Detto di Trump, il mondo - come detto - già non era in grande salute prima del suo arrivo. L’Europa non sembra averlo colto del tutto, non per tempo. Come giudica la sua reazione ai fatti degli ultimi anni, dell’ultimo lustro diciamo, fino a quella sui dazi?
«Per l’Unione che, ricordiamo è un progetto unico nel suo genere, è strutturalmente e istituzionalmente più difficile rispondere ai cambiamenti. Questo spiega perché dopo il primo mandato Trump, i numerosi segnali di rottura e le crepe che aveva evidenziato non si siano tradotti in un cambiamento. Abbiamo pensato che quella di Trump fosse stata una parentesi di caos e turbolenze. Abbiamo scoperto che forse la parentesi, rassicurante, era stata quella di Joe Biden. Oggi abbiamo di certo maggiore consapevolezza dell’urgenza di un cambiamento e - grazie ai rapporti Draghi, Letta e Giovannini - la strada da percorrere è chiara: bisogna passare dalle parole ai fatti e non solo sulla difesa, ma cominciando a ragionare con un’unica testa e anche a finanziare i nostri investimenti senza rischiare una crisi del debito tra qualche anno».

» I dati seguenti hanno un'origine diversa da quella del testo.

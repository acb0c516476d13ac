/// Per-request authentication context
///
/// The API's auth middleware validates the bearer token and inserts an
/// `AuthContext` into the request extensions; handlers read it with Axum's
/// `Extension` extractor.

use super::jwt::{validate_token, Claims, JwtError};
use serde::{Deserialize, Serialize};
use uuid::Uuid;

/// Identity of the authenticated caller
#[derive(Debug, Clone, Copy, PartialEq, Eq, Serialize, Deserialize)]
pub struct AuthContext {
    pub user_id: Uuid,
}

impl AuthContext {
    pub fn from_claims(claims: &Claims) -> Self {
        AuthContext { user_id: claims.sub }
    }
}

#[derive(Debug, thiserror::Error)]
pub enum AuthError {
    #[error("Missing authorization header")]
    MissingCredentials,

    #[error("Expected Bearer token")]
    InvalidFormat,

    #[error(transparent)]
    InvalidToken(#[from] JwtError),
}

/// Pulls the token out of an `Authorization: Bearer <token>` value
pub fn bearer_token(header: Option<&str>) -> Result<&str, AuthError> {
    let header = header.ok_or(AuthError::MissingCredentials)?;
    header
        .strip_prefix("Bearer ")
        .map(str::trim)
        .filter(|token| !token.is_empty())
        .ok_or(AuthError::InvalidFormat)
}

/// Validates the header value and builds the caller's context
pub fn authenticate(header: Option<&str>, secret: &str) -> Result<AuthContext, AuthError> {
    let token = bearer_token(header)?;
    let claims = validate_token(token, secret)?;
    Ok(AuthContext::from_claims(&claims))
}

#[cfg(test)]
mod tests {
    use super::*;
    use crate::auth::jwt::create_token;

    const SECRET: &str = "test-secret-key-at-least-32-bytes-long";

    #[test]
    fn test_bearer_token_parsing() {
        assert_eq!(bearer_token(Some("Bearer abc.def")).unwrap(), "abc.def");
        assert!(matches!(bearer_token(None), Err(AuthError::MissingCredentials)));
        assert!(matches!(bearer_token(Some("Basic abc")), Err(AuthError::InvalidFormat)));
        assert!(matches!(bearer_token(Some("Bearer ")), Err(AuthError::InvalidFormat)));
    }

    #[test]
    fn test_authenticate() {
        let user_id = Uuid::new_v4();
        let token = create_token(&Claims::new(user_id), SECRET).unwrap();
        let header = format!("Bearer {token}");

        let ctx = authenticate(Some(&header), SECRET).unwrap();
        assert_eq!(ctx.user_id, user_id);

        assert!(matches!(
            authenticate(Some(&header), "wrong-secret-key-at-least-32-bytes"),
            Err(AuthError::InvalidToken(_))
        ));
    }
}
/// Storage seam for the budget ledger
///
/// The ledger and services only need a handful of reads and writes. Those are
/// collected in [`BudgetStore`] so the same accounting runs against
/// PostgreSQL in production and against [`MemoryBudgetStore`] in tests.
///
/// [`MemoryBudgetStore`]: super::memory::MemoryBudgetStore

use super::error::StoreResult;
use crate::models::task_list::{BudgetAllocation, CreateTaskList, TaskList, UpdateTaskList};
use crate::models::user::User;
use async_trait::async_trait;
use serde_json::Value as JsonValue;
use uuid::Uuid;

#[async_trait]
pub trait BudgetStore: Send + Sync {
    /// Round-trip check used by the health endpoint
    async fn ping(&self) -> StoreResult<()>;

    /// Budget projection of every list whose owner set contains `user_id`
    async fn owned_allocations(&self, user_id: Uuid) -> StoreResult<Vec<BudgetAllocation>>;

    /// Stored `remaining_budget`; None when the user or the field is absent
    async fn stored_remaining(&self, user_id: Uuid) -> StoreResult<Option<f64>>;

    /// Writes both totals at once; false when the user does not exist
    async fn write_totals(
        &self,
        user_id: Uuid,
        used_budget: f64,
        remaining_budget: f64,
    ) -> StoreResult<bool>;

    async fn find_user(&self, user_id: Uuid) -> StoreResult<Option<User>>;

    /// Replaces the settings document; false when the user does not exist
    async fn replace_settings(&self, user_id: Uuid, settings: JsonValue) -> StoreResult<bool>;

    async fn list_task_lists(&self, user_id: Uuid) -> StoreResult<Vec<TaskList>>;

    async fn find_task_list(&self, id: Uuid) -> StoreResult<Option<TaskList>>;

    async fn insert_task_list(&self, data: CreateTaskList) -> StoreResult<TaskList>;

    async fn update_task_list(
        &self,
        id: Uuid,
        data: UpdateTaskList,
    ) -> StoreResult<Option<TaskList>>;

    async fn delete_task_list(&self, id: Uuid) -> StoreResult<bool>;

    /// Lists with an open invite for `user_id`
    async fn list_invited_task_lists(&self, user_id: Uuid) -> StoreResult<Vec<TaskList>>;

    /// Adds `user_id` to the pending owners; None when the list is missing
    async fn add_pending_owner(&self, id: Uuid, user_id: Uuid) -> StoreResult<Option<TaskList>>;

    /// Promotes a pending owner; None when there is no such invite
    async fn accept_pending_owner(
        &self,
        id: Uuid,
        user_id: Uuid,
    ) -> StoreResult<Option<TaskList>>;

    /// Drops an invite; false when there was none
    async fn remove_pending_owner(&self, id: Uuid, user_id: Uuid) -> StoreResult<bool>;
}
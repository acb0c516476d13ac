/// Budget endpoints
///
/// All endpoints require a bearer token and act on the caller's own budget.
///
/// # Endpoints
///
/// - `GET /v1/budget` - Stored totals plus the live allocation breakdown
/// - `GET /v1/budget/remaining` - Remaining budget for display
/// - `POST /v1/budget/validate` - Would a new share fit?
/// - `POST /v1/budget/recalculate` - Re-derive and store the totals

use crate::{app::AppState, error::ApiResult};
use axum::{extract::State, Extension, Json};
use dreampip_shared::auth::context::AuthContext;
use dreampip_shared::budget::{BudgetPercentage, BudgetSummary, BudgetTotals};
use serde::{Deserialize, Serialize};
use uuid::Uuid;

#[derive(Debug, Serialize, Deserialize)]
pub struct RemainingBudgetResponse {
    pub remaining_budget: f64,
}

/// Validate allocation request
#[derive(Debug, Deserialize)]
pub struct ValidateAllocationRequest {
    /// Share the caller wants to assign
    pub budget_percentage: f64,

    /// List being edited, whose current share is left out of the baseline
    #[serde(default)]
    pub task_list_id: Option<Uuid>,
}

#[derive(Debug, Serialize, Deserialize)]
pub struct ValidateAllocationResponse {
    pub allowed: bool,
}

/// Get budget summary
///
/// ```text
/// GET /v1/budget
/// Authorization: Bearer <jwt_token>
/// ```
pub async fn get_summary(
    State(state): State<AppState>,
    Extension(auth): Extension<AuthContext>,
) -> ApiResult<Json<BudgetSummary>> {
    Ok(Json(state.ledger.summary(auth.user_id).await?))
}

/// Get remaining budget
///
/// Never fails on storage trouble: an unreadable value reports 100.
///
/// ```text
/// GET /v1/budget/remaining
/// ```
///
/// ```json
/// { "remaining_budget": 59.5 }
/// ```
pub async fn get_remaining(
    State(state): State<AppState>,
    Extension(auth): Extension<AuthContext>,
) -> Json<RemainingBudgetResponse> {
    Json(RemainingBudgetResponse {
        remaining_budget: state.ledger.get_remaining_budget(auth.user_id).await,
    })
}

/// Check an allocation
///
/// Out-of-range percentages are a 422. Storage trouble answers
/// `allowed: false`.
///
/// ```text
/// POST /v1/budget/validate
///
/// { "budget_percentage": 20, "task_list_id": "..." }
/// ```
///
/// ```json
/// { "allowed": true }
/// ```
pub async fn validate(
    State(state): State<AppState>,
    Extension(auth): Extension<AuthContext>,
    Json(req): Json<ValidateAllocationRequest>,
) -> ApiResult<Json<ValidateAllocationResponse>> {
    let requested = BudgetPercentage::new(req.budget_percentage)?;

    let allowed = state
        .ledger
        .validate_allocation(auth.user_id, requested.value(), req.task_list_id)
        .await;

    Ok(Json(ValidateAllocationResponse { allowed }))
}

/// Recalculate budget totals
///
/// ```text
/// POST /v1/budget/recalculate
/// ```
///
/// ```json
/// { "used_budget": 40.5, "remaining_budget": 59.5 }
/// ```
pub async fn recalculate(
    State(state): State<AppState>,
    Extension(auth): Extension<AuthContext>,
) -> ApiResult<Json<BudgetTotals>> {
    Ok(Json(state.ledger.recalculate_user_budget(auth.user_id).await?))
}
/// User settings endpoints
///
/// - `GET /v1/settings` - Caller's settings
/// - `PUT /v1/settings` - Replace the caller's settings (validated)

use crate::{app::AppState, error::ApiResult};
use axum::{extract::State, Extension, Json};
use dreampip_shared::auth::context::AuthContext;
use dreampip_shared::settings::UserSettings;

pub async fn get_settings(
    State(state): State<AppState>,
    Extension(auth): Extension<AuthContext>,
) -> ApiResult<Json<UserSettings>> {
    Ok(Json(state.settings.get(auth.user_id).await?))
}

/// Replace settings
///
/// ```text
/// PUT /v1/settings
///
/// { "locale": "fr", "currency": "EUR", "theme": "dark", "monthly_budget": 1200 }
/// ```
///
/// Invalid fields are a 422 and leave the stored settings untouched.
pub async fn replace_settings(
    State(state): State<AppState>,
    Extension(auth): Extension<AuthContext>,
    Json(settings): Json<UserSettings>,
) -> ApiResult<Json<UserSettings>> {
    Ok(Json(state.settings.replace(auth.user_id, settings).await?))
}
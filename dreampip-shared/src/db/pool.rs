/// PostgreSQL connection pool
///
/// Wraps `sqlx` pool construction so the API server and the integration tests
/// build pools the same way. A pool is only returned after a round-trip query
/// has succeeded.
///
/// # Example
///
/// ```no_run
/// use dreampip_shared::db::pool::{create_pool, DatabaseConfig};
///
/// # async fn example() -> Result<(), sqlx::Error> {
/// let pool = create_pool(DatabaseConfig::from_url("postgresql://localhost/dreampip")).await?;
/// # Ok(())
/// # }
/// ```

use sqlx::postgres::{PgPool, PgPoolOptions};
use std::time::Duration;
use tracing::{debug, info, warn};

/// Pool settings. Timeouts are in seconds so they map directly onto env vars.
#[derive(Debug, Clone)]
pub struct DatabaseConfig {
    /// PostgreSQL connection URL
    pub url: String,

    /// Upper bound on open connections
    pub max_connections: u32,

    /// Connections kept warm while idle
    pub min_connections: u32,

    /// How long `acquire` waits for a free connection
    pub acquire_timeout_seconds: u64,

    /// Idle connections older than this are closed (None = never)
    pub idle_timeout_seconds: Option<u64>,

    /// Connections are recycled after this long (None = never)
    pub max_lifetime_seconds: Option<u64>,
}

impl Default for DatabaseConfig {
    fn default() -> Self {
        Self {
            url: String::new(),
            max_connections: 10,
            min_connections: 1,
            acquire_timeout_seconds: 30,
            idle_timeout_seconds: Some(600),
            max_lifetime_seconds: Some(1800),
        }
    }
}

impl DatabaseConfig {
    /// Default pool settings for the given URL
    pub fn from_url(url: impl Into<String>) -> Self {
        Self {
            url: url.into(),
            ..Default::default()
        }
    }

    /// Overrides the connection cap
    pub fn with_max_connections(mut self, max_connections: u32) -> Self {
        self.max_connections = max_connections;
        self.min_connections = self.min_connections.min(max_connections);
        self
    }
}

/// Creates a pool and verifies the database answers before returning it
///
/// # Errors
///
/// Returns an error if the URL is invalid, the server is unreachable or the
/// health check query fails.
pub async fn create_pool(config: DatabaseConfig) -> Result<PgPool, sqlx::Error> {
    info!(
        max_connections = config.max_connections,
        min_connections = config.min_connections,
        "Creating database connection pool"
    );

    let mut options = PgPoolOptions::new()
        .max_connections(config.max_connections)
        .min_connections(config.min_connections)
        .acquire_timeout(Duration::from_secs(config.acquire_timeout_seconds));

    if let Some(idle) = config.idle_timeout_seconds {
        options = options.idle_timeout(Duration::from_secs(idle));
    }
    if let Some(lifetime) = config.max_lifetime_seconds {
        options = options.max_lifetime(Duration::from_secs(lifetime));
    }

    let pool = options.connect(&config.url).await?;
    health_check(&pool).await?;

    info!("Database connection pool ready");
    Ok(pool)
}

/// Runs `SELECT 1` against the pool
pub async fn health_check(pool: &PgPool) -> Result<(), sqlx::Error> {
    let (value,): (i32,) = sqlx::query_as("SELECT 1").fetch_one(pool).await?;

    if value != 1 {
        warn!(value, "Database health check returned unexpected value");
        return Err(sqlx::Error::Protocol(
            "Health check returned unexpected value".into(),
        ));
    }

    debug!("Database health check passed");
    Ok(())
}

/// Closes every connection; call during shutdown
pub async fn close_pool(pool: PgPool) {
    info!("Closing database connection pool");
    pool.close().await;
}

Un’ultima domanda. Lei è un esperto di comunicazione, di comunicazione politica. In questi mesi ci sentiamo bombardati dalle comunicazioni politiche. L’amministrazione Trump è un fiume in piena, via social, via consulenti, comunicatori, vertici spettacolarizzati. Un caos che non contribuisce a mettere ordine. Ma che cosa ci dice della comunicazione oggi, di come si sta trasformando e di come viene utilizzata? Di come vengono utilizzati i media, anche, e del loro ruolo?

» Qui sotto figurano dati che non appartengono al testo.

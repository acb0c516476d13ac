/// Ledger behaviour against the in-memory store
///
/// Covers the accounting properties: sums, clamping, idempotence, list
/// exclusion on edit, boundaries, and the open/closed error policies.

use dreampip_shared::budget::{BudgetError, BudgetLedger, BudgetStore, MemoryBudgetStore};
use dreampip_shared::models::user::{CreateUser, User};
use std::sync::Arc;
use uuid::Uuid;

struct Fixture {
    store: Arc<MemoryBudgetStore>,
    ledger: BudgetLedger,
    user: User,
}

async fn fixture() -> Fixture {
    let store = Arc::new(MemoryBudgetStore::new());
    let user = store
        .insert_user(CreateUser {
            email: format!("ledger-{}@example.com", Uuid::new_v4()),
            name: Some("Ledger Test".to_string()),
        })
        .await;
    let ledger = BudgetLedger::new(store.clone());

    Fixture { store, ledger, user }
}

async fn stored_totals(store: &MemoryBudgetStore, user_id: Uuid) -> (Option<f64>, Option<f64>) {
    let user = store.find_user(user_id).await.unwrap().unwrap();
    (user.used_budget, user.remaining_budget)
}

#[tokio::test]
async fn test_recalculate_sums_owned_lists() {
    let f = fixture().await;
    f.store.seed_task_list(vec![f.user.id], Some(25.0)).await;
    f.store.seed_task_list(vec![f.user.id], None).await;
    f.store.seed_task_list(vec![f.user.id, Uuid::new_v4()], Some(15.5)).await;
    // Not owned by the user
    f.store.seed_task_list(vec![Uuid::new_v4()], Some(60.0)).await;

    let totals = f.ledger.recalculate_user_budget(f.user.id).await.unwrap();

    assert_eq!(totals.used_budget, 40.5);
    assert_eq!(totals.remaining_budget, 59.5);
    assert_eq!(stored_totals(&f.store, f.user.id).await, (Some(40.5), Some(59.5)));
}

#[tokio::test]
async fn test_recalculate_without_lists() {
    let f = fixture().await;

    let totals = f.ledger.recalculate_user_budget(f.user.id).await.unwrap();

    assert_eq!(totals.used_budget, 0.0);
    assert_eq!(totals.remaining_budget, 100.0);
    assert_eq!(stored_totals(&f.store, f.user.id).await, (Some(0.0), Some(100.0)));
}

#[tokio::test]
async fn test_recalculate_clamps_over_allocation() {
    let f = fixture().await;
    f.store.seed_task_list(vec![f.user.id], Some(40.0)).await;
    f.store.seed_task_list(vec![f.user.id], Some(70.0)).await;

    let totals = f.ledger.recalculate_user_budget(f.user.id).await.unwrap();

    assert_eq!(totals.used_budget, 110.0);
    assert_eq!(totals.remaining_budget, 0.0);
    assert_eq!(f.ledger.get_remaining_budget(f.user.id).await, 0.0);
}

#[tokio::test]
async fn test_recalculate_is_idempotent() {
    let f = fixture().await;
    f.store.seed_task_list(vec![f.user.id], Some(33.0)).await;

    let first = f.ledger.recalculate_user_budget(f.user.id).await.unwrap();
    let stored_first = stored_totals(&f.store, f.user.id).await;
    let second = f.ledger.recalculate_user_budget(f.user.id).await.unwrap();
    let stored_second = stored_totals(&f.store, f.user.id).await;

    assert_eq!(first, second);
    assert_eq!(stored_first, stored_second);
}

#[tokio::test]
async fn test_recalculate_unknown_user() {
    let f = fixture().await;
    let result = f.ledger.recalculate_user_budget(Uuid::new_v4()).await;
    assert!(matches!(result, Err(BudgetError::NotFound(_))));
}

#[tokio::test]
async fn test_recalculate_propagates_storage_errors() {
    let f = fixture().await;
    f.store.seed_task_list(vec![f.user.id], Some(10.0)).await;
    f.store.set_failing(true);

    let result = f.ledger.recalculate_user_budget(f.user.id).await;
    assert!(matches!(result, Err(BudgetError::Store(_))));

    f.store.set_failing(false);
    assert_eq!(stored_totals(&f.store, f.user.id).await, (None, None));
}

#[tokio::test]
async fn test_remaining_budget_defaults() {
    let f = fixture().await;

    // Never recalculated
    assert_eq!(f.ledger.get_remaining_budget(f.user.id).await, 100.0);
    // No such user
    assert_eq!(f.ledger.get_remaining_budget(Uuid::new_v4()).await, 100.0);

    f.store.seed_task_list(vec![f.user.id], Some(45.0)).await;
    f.ledger.recalculate_user_budget(f.user.id).await.unwrap();
    assert_eq!(f.ledger.get_remaining_budget(f.user.id).await, 55.0);
}

#[tokio::test]
async fn test_remaining_budget_fails_open() {
    let f = fixture().await;
    f.store.seed_task_list(vec![f.user.id], Some(90.0)).await;
    f.ledger.recalculate_user_budget(f.user.id).await.unwrap();

    f.store.set_failing(true);
    assert_eq!(f.ledger.get_remaining_budget(f.user.id).await, 100.0);
}

#[tokio::test]
async fn test_validate_excludes_current_list() {
    let f = fixture().await;
    let edited = f.store.seed_task_list(vec![f.user.id], Some(30.0)).await;
    f.store.seed_task_list(vec![f.user.id], Some(20.0)).await;
    f.store.seed_task_list(vec![f.user.id], Some(30.0)).await;

    // 50 from the other lists + 50 = 100
    assert!(f.ledger.validate_allocation(f.user.id, 50.0, Some(edited.id)).await);
    // Counting the edited list's old 30 would have rejected it
    assert!(!f.ledger.validate_allocation(f.user.id, 50.0, None).await);
    assert!(!f.ledger.validate_allocation(f.user.id, 50.5, Some(edited.id)).await);
}

#[tokio::test]
async fn test_validate_rejects_overflow() {
    let f = fixture().await;
    f.store.seed_task_list(vec![f.user.id], Some(85.0)).await;

    assert!(!f.ledger.validate_allocation(f.user.id, 20.0, None).await);
    assert!(f.ledger.validate_allocation(f.user.id, 15.0, None).await);
}

#[tokio::test]
async fn test_validate_boundaries() {
    let f = fixture().await;
    assert!(f.ledger.validate_allocation(f.user.id, 0.0, None).await);
    assert!(f.ledger.validate_allocation(f.user.id, 100.0, None).await);

    f.store.seed_task_list(vec![f.user.id], Some(1.0)).await;
    assert!(f.ledger.validate_allocation(f.user.id, 0.0, None).await);
    assert!(!f.ledger.validate_allocation(f.user.id, 100.0001, None).await);
}

#[tokio::test]
async fn test_validate_rejects_out_of_range_input() {
    let f = fixture().await;
    assert!(!f.ledger.validate_allocation(f.user.id, -10.0, None).await);
    assert!(!f.ledger.validate_allocation(f.user.id, f64::NAN, None).await);
    assert!(!f.ledger.validate_allocation(f.user.id, 150.0, None).await);
}

#[tokio::test]
async fn test_validate_ignores_foreign_list_id() {
    let f = fixture().await;
    f.store.seed_task_list(vec![f.user.id], Some(70.0)).await;
    let foreign = f.store.seed_task_list(vec![Uuid::new_v4()], Some(50.0)).await;

    // The foreign list is not part of the user's usage, so excluding it is a no-op
    assert!(!f.ledger.validate_allocation(f.user.id, 40.0, Some(foreign.id)).await);
    assert!(f.ledger.validate_allocation(f.user.id, 30.0, Some(foreign.id)).await);
}

#[tokio::test]
async fn test_validate_fails_closed() {
    let f = fixture().await;
    f.store.set_failing(true);

    assert!(!f.ledger.validate_allocation(f.user.id, 0.0, None).await);
    assert!(!f.ledger.validate_allocation(f.user.id, 10.0, None).await);
}

#[tokio::test]
async fn test_summary_reports_staleness() {
    let f = fixture().await;
    f.store.seed_task_list(vec![f.user.id], Some(40.0)).await;

    let before = f.ledger.summary(f.user.id).await.unwrap();
    assert_eq!(before.used_budget, 0.0);
    assert_eq!(before.remaining_budget, 100.0);
    assert_eq!(before.allocated, 40.0);
    assert!(before.stale);
    assert!(!before.over_allocated);
    assert_eq!(before.allocations.len(), 1);
    assert_eq!(before.allocations[0].amount, None);

    f.ledger.recalculate_user_budget(f.user.id).await.unwrap();
    let after = f.ledger.summary(f.user.id).await.unwrap();
    assert!(!after.stale);
    assert_eq!(after.used_budget, 40.0);
    assert_eq!(after.remaining_budget, 60.0);
    assert_eq!(after.currency, "USD");
}

#[tokio::test]
async fn test_summary_fresh_after_fractional_recalculation() {
    let f = fixture().await;
    for percentage in [0.1, 0.2, 0.3] {
        f.store.seed_task_list(vec![f.user.id], Some(percentage)).await;
    }

    f.ledger.recalculate_user_budget(f.user.id).await.unwrap();
    let summary = f.ledger.summary(f.user.id).await.unwrap();
    assert!(!summary.stale);

    // Same lists summed in the opposite order land one ulp away
    let reversed: f64 = [0.3, 0.2, 0.1].iter().sum();
    f.store
        .write_totals(f.user.id, reversed, 100.0 - reversed)
        .await
        .unwrap();
    let summary = f.ledger.summary(f.user.id).await.unwrap();
    assert_ne!(summary.used_budget, summary.allocated);
    assert!(!summary.stale);
}

#[tokio::test]
async fn test_summary_amounts_follow_monthly_budget() {
    let f = fixture().await;
    f.store
        .replace_settings(f.user.id, serde_json::json!({ "monthly_budget": 500.0, "currency": "EUR" }))
        .await
        .unwrap();
    f.store.seed_task_list(vec![f.user.id], Some(20.0)).await;
    f.store.seed_task_list(vec![f.user.id], Some(90.0)).await;

    let summary = f.ledger.summary(f.user.id).await.unwrap();

    assert!(summary.over_allocated);
    assert_eq!(summary.currency, "EUR");
    assert_eq!(summary.monthly_budget, Some(500.0));
    let amounts: Vec<Option<f64>> = summary.allocations.iter().map(|a| a.amount).collect();
    assert_eq!(amounts, vec![Some(100.0), Some(450.0)]);
}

«Trump concepisce i giornali e i media in generale come dei nemici. Non è un caso se ha vietato l’accesso alla Casa Bianca ad alcune testate e che la sua amministrazione cerchi di esercitare un controllo stringente sui giornalisti che possono intervistarlo. È ormai celebre la frase che Steve Bannon, ex guru di Trump e ora direttore dei media MAGA, ha detto in proposito: “La vera opposizione sono i media. E il modo per affrontarli è inondare la zona”, ovvero sopraffare il meccanismo dell’informazione “vecchio stile”, che procede un passo alla volta, non riesce a stare dietro agli annunci alla bulimia di annunci e continui cambi di direzione. Provare a reagire, per la stampa come per noi che osserviamo le trasformazioni in atto non solo è necessario, ma è l’unico modo per orientarsi dentro l’incertezza».